### DATASET EXTRACT ###

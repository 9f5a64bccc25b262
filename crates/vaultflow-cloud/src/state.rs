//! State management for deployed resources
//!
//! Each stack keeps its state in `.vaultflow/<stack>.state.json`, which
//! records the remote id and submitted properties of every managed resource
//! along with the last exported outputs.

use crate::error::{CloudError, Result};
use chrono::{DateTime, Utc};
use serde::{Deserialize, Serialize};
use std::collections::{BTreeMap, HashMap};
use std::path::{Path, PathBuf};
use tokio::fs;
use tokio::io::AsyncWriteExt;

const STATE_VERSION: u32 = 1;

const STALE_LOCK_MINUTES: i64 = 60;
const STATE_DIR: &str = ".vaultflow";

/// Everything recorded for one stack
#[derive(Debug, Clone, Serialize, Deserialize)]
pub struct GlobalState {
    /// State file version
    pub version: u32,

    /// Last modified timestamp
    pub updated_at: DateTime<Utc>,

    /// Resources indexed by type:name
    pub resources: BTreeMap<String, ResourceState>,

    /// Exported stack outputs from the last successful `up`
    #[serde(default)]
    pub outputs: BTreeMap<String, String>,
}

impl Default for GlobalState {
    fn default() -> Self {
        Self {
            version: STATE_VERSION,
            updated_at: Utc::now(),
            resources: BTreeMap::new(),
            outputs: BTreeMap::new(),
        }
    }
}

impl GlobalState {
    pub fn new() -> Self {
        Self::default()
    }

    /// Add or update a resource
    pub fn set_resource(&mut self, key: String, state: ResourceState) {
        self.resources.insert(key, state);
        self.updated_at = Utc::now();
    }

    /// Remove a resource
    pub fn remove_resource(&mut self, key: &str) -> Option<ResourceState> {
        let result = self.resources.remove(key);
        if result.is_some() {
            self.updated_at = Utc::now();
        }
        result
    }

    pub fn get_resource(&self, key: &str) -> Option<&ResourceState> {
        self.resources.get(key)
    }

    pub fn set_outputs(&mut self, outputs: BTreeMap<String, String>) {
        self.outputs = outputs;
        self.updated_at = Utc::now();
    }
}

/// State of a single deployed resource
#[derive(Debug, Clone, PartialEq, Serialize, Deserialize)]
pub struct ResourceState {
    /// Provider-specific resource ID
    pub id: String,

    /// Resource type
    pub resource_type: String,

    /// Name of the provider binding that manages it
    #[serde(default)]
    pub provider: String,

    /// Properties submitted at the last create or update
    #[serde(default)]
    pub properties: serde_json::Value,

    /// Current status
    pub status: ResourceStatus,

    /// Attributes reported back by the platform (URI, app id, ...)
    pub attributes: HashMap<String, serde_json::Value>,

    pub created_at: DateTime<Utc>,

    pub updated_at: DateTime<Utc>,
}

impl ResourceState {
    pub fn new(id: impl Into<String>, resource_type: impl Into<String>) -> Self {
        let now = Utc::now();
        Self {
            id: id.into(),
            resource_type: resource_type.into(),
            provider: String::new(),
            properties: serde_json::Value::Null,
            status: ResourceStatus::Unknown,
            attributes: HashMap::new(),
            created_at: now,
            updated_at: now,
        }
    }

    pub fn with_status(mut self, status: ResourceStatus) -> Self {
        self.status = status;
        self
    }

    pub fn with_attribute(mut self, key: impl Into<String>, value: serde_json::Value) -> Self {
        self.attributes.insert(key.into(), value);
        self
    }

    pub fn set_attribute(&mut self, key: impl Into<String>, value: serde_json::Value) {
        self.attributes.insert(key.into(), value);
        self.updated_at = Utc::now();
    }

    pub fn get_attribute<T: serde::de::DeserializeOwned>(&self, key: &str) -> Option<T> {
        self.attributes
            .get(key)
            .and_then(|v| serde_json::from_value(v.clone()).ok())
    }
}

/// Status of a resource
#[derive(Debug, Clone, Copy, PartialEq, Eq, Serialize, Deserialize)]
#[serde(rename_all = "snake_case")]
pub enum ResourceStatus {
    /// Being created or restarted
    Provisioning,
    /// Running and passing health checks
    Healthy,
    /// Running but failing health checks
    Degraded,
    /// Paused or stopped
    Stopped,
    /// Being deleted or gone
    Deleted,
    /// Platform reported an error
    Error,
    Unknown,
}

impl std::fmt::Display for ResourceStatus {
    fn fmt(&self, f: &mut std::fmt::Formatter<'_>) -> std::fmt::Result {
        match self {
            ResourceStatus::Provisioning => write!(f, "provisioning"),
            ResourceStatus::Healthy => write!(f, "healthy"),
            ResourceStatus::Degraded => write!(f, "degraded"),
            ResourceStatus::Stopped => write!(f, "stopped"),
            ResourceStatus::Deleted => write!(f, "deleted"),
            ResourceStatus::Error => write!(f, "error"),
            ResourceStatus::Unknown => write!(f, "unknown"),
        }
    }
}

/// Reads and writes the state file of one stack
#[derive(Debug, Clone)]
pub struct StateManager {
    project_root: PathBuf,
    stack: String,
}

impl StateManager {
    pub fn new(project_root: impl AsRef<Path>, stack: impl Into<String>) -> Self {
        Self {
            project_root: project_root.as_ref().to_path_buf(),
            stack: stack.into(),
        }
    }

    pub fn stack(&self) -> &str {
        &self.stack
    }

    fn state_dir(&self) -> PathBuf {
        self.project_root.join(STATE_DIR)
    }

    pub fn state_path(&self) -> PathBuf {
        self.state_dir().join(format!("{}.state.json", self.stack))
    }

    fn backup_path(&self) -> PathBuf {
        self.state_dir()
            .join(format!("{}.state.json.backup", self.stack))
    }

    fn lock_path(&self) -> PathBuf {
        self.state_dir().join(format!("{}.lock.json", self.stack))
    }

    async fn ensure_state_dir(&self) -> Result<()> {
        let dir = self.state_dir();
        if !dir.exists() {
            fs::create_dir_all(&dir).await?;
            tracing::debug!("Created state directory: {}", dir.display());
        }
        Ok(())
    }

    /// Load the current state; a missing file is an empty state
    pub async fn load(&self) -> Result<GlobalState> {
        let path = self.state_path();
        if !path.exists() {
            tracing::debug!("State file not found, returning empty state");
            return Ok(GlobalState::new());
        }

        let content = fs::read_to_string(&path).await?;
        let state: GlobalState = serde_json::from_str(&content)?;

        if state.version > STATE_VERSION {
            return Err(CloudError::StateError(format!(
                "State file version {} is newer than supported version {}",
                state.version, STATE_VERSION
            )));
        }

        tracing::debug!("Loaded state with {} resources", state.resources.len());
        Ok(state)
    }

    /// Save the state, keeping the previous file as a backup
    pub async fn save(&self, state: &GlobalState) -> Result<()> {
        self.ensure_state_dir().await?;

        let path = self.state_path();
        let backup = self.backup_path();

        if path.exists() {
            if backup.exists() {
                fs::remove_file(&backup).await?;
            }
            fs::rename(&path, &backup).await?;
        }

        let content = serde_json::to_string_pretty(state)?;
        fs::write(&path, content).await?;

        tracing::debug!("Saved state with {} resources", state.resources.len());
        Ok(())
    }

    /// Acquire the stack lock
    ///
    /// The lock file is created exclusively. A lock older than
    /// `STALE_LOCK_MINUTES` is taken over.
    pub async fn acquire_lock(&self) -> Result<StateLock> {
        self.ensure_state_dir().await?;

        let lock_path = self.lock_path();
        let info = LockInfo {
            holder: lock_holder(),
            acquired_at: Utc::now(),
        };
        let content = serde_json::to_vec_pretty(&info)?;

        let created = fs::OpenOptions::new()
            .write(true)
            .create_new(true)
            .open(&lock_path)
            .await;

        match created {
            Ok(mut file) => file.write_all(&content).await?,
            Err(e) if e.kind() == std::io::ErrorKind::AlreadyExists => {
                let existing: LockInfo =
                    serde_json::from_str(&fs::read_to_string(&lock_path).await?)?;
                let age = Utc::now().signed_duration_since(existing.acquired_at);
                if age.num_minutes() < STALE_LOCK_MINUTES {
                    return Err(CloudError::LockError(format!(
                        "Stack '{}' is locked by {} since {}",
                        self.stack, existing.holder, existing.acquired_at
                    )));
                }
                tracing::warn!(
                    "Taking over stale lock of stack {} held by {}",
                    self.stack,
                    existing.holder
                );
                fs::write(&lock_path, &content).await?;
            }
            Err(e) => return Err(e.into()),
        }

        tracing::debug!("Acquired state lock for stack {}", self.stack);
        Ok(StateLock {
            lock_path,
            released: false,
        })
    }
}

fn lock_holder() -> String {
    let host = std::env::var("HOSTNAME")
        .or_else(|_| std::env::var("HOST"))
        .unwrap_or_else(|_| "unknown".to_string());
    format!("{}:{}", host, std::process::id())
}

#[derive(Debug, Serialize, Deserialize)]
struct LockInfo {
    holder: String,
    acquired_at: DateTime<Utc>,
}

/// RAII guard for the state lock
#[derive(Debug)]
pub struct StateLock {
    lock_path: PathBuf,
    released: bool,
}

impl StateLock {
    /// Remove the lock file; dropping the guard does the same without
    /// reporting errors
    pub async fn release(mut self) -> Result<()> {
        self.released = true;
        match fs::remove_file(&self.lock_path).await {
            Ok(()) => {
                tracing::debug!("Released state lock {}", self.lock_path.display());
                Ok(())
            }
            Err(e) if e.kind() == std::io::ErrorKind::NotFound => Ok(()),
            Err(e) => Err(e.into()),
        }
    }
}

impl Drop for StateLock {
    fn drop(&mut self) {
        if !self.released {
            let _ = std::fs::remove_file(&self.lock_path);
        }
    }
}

###
### DATASET EXTRACT ###

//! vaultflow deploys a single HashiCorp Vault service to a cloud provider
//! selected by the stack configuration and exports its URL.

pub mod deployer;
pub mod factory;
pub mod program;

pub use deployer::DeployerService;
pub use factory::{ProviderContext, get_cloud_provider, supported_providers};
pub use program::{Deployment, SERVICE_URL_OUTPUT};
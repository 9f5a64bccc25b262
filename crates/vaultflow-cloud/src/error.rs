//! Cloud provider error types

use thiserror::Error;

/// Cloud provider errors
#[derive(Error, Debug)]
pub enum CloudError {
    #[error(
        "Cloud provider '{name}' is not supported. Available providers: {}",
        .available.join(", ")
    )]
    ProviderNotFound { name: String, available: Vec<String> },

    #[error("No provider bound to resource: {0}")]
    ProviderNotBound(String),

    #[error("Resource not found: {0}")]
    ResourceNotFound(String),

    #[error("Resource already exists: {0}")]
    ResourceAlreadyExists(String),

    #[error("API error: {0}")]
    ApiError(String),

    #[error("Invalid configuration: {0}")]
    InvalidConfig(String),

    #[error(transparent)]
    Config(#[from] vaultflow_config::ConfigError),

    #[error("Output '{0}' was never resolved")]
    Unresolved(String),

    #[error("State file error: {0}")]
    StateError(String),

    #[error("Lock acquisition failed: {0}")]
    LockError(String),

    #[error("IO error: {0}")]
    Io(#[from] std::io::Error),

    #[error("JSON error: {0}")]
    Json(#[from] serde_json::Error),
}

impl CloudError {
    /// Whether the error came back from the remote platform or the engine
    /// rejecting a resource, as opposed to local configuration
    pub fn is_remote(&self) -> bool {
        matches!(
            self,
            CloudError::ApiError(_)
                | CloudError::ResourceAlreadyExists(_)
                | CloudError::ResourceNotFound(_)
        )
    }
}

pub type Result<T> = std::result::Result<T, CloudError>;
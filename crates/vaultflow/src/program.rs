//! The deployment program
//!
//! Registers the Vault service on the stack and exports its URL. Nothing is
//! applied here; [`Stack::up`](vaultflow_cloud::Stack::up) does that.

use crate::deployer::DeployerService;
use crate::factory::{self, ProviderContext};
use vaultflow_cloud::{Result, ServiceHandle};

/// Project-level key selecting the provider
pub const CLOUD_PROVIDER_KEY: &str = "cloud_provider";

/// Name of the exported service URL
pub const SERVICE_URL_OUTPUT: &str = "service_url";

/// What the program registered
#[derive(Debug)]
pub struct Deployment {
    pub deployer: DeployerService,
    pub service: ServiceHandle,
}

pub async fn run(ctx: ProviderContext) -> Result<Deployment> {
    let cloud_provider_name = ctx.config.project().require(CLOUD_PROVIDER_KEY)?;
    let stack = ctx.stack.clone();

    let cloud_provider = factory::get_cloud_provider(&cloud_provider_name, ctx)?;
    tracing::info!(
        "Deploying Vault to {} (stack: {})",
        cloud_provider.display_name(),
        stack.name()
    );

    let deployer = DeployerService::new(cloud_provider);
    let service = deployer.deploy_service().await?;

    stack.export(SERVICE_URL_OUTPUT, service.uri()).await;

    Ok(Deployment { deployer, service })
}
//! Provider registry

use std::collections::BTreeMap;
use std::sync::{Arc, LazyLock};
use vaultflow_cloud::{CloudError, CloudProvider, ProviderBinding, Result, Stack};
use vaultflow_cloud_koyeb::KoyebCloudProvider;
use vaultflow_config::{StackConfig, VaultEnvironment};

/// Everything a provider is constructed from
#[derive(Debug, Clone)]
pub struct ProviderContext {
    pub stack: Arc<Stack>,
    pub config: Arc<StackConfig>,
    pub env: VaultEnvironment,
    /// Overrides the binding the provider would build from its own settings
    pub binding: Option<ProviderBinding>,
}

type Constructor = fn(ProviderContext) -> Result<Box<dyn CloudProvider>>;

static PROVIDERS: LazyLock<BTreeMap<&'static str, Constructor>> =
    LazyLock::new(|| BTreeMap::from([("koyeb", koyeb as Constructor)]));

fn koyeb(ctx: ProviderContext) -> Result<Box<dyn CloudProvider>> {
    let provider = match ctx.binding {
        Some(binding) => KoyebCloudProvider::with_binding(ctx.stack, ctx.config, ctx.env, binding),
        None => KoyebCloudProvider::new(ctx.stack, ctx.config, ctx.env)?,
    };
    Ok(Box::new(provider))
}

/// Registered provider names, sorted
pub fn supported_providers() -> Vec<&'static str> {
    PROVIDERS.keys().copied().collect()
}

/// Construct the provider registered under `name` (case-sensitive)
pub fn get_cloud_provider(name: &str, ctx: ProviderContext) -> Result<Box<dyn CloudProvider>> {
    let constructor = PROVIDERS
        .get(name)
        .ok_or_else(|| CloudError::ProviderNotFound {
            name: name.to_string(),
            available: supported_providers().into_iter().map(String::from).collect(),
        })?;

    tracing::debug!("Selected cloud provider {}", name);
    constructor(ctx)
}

###
### DATASET EXTRACT ###

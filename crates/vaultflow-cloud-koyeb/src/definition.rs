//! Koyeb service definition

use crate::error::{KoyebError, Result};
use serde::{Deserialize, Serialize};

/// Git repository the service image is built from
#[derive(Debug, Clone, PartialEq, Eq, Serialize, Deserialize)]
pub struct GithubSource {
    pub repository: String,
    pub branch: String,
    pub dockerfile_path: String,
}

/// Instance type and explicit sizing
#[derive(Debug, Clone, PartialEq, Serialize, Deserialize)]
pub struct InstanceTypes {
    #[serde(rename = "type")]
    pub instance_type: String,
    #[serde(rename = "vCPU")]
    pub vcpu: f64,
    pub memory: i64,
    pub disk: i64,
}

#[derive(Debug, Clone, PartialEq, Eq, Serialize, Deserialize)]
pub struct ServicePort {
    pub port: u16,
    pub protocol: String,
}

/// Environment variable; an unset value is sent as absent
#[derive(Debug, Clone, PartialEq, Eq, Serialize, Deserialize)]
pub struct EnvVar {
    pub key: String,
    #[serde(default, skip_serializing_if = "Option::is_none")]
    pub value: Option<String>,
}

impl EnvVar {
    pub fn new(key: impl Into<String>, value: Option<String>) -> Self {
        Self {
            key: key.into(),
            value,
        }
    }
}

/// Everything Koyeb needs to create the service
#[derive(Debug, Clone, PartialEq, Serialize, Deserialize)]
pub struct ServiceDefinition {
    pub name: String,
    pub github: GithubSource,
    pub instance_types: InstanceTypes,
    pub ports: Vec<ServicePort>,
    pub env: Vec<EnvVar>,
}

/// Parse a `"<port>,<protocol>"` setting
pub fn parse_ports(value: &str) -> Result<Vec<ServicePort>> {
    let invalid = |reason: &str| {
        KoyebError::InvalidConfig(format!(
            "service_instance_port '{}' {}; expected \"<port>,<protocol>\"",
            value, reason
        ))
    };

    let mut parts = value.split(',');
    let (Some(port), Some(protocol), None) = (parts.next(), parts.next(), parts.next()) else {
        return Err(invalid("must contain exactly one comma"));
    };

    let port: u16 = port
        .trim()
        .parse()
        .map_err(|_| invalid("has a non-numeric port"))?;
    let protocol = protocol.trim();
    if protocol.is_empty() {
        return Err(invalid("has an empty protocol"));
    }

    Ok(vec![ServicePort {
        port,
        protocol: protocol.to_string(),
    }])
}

###

Every line above that carries the string "enum" should be copied.

pub enum ResourceStatus {
pub enum CloudError {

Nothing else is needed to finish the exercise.